- [WHAT YOU ARE ASKED TO DO]: Using the data that follows, say how many lines contain the word "const", giving the number by itself.

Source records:
---

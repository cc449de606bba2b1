//! The class form controller.
//!
//! [`ClassForm`] owns the draft and the dialog state, and runs every
//! submission the page offers: the main form, the add-schedule and add-term
//! dialogs, the discount list, resources and notes. Each submission handles
//! its own failures: it logs them, shows them through the [`Notifier`] and
//! leaves the draft as it was so the user can correct and resubmit.

use std::sync::Arc;

use chrono::{NaiveDate, Utc};
use chrono_tz::Tz;
use tracing::{error, info, warn};

use crate::client::ProviderClient;
use crate::discount::DiscountEditor;
use crate::draft::ClassDraft;
use crate::error::FormError;
use crate::models::{Class, ClassType, Interest, NotePayload, ReferenceData, Room};
use crate::notify::{Navigator, NoticeLevel, Notifier, Route};
use crate::schedule::ScheduleInput;
use crate::sessions::{SessionGroup, upcoming_sessions};
use crate::settings::{DEFAULT_TIMEZONE, Settings};
use crate::term::TermInput;
use crate::validation::{validate_note, validate_resources, validate_schedule, validate_term};

pub const SESSION_HELPER: &str = "This allows you to offer parents the option of purchasing \
individual sessions or groups of sessions. This is useful for one-on-one classes or for \
offering volume discounts.";

pub const TERM_HELPER: &str = "Terms allow you to group sessions by date. This is useful for \
activities like team sports, which are always available but have distinct seasons.";

#[derive(Debug, Clone, Copy, PartialEq, Eq)]
pub enum FormMode {
    Create,
    Edit,
}

/// What a class-type section of the page shows.
#[derive(Debug, Clone, Copy, PartialEq, Eq)]
pub enum Section {
    /// The type is not selected; explain what it would offer.
    Helper(&'static str),
    Editor,
}

#[derive(Debug, Clone, PartialEq)]
pub enum Dialog {
    Closed,
    /// "Available Tags"
    Interests,
    AddSchedule(ScheduleInput),
    AddTerm(TermInput),
}

pub struct ClassForm {
    client: ProviderClient,
    notifier: Arc<dyn Notifier>,
    navigator: Arc<dyn Navigator>,
    timezone: Tz,
    mode: FormMode,
    reference: Option<ReferenceData>,
    draft: ClassDraft,
    dialog: Dialog,
}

---

- [SOLUTION]: 2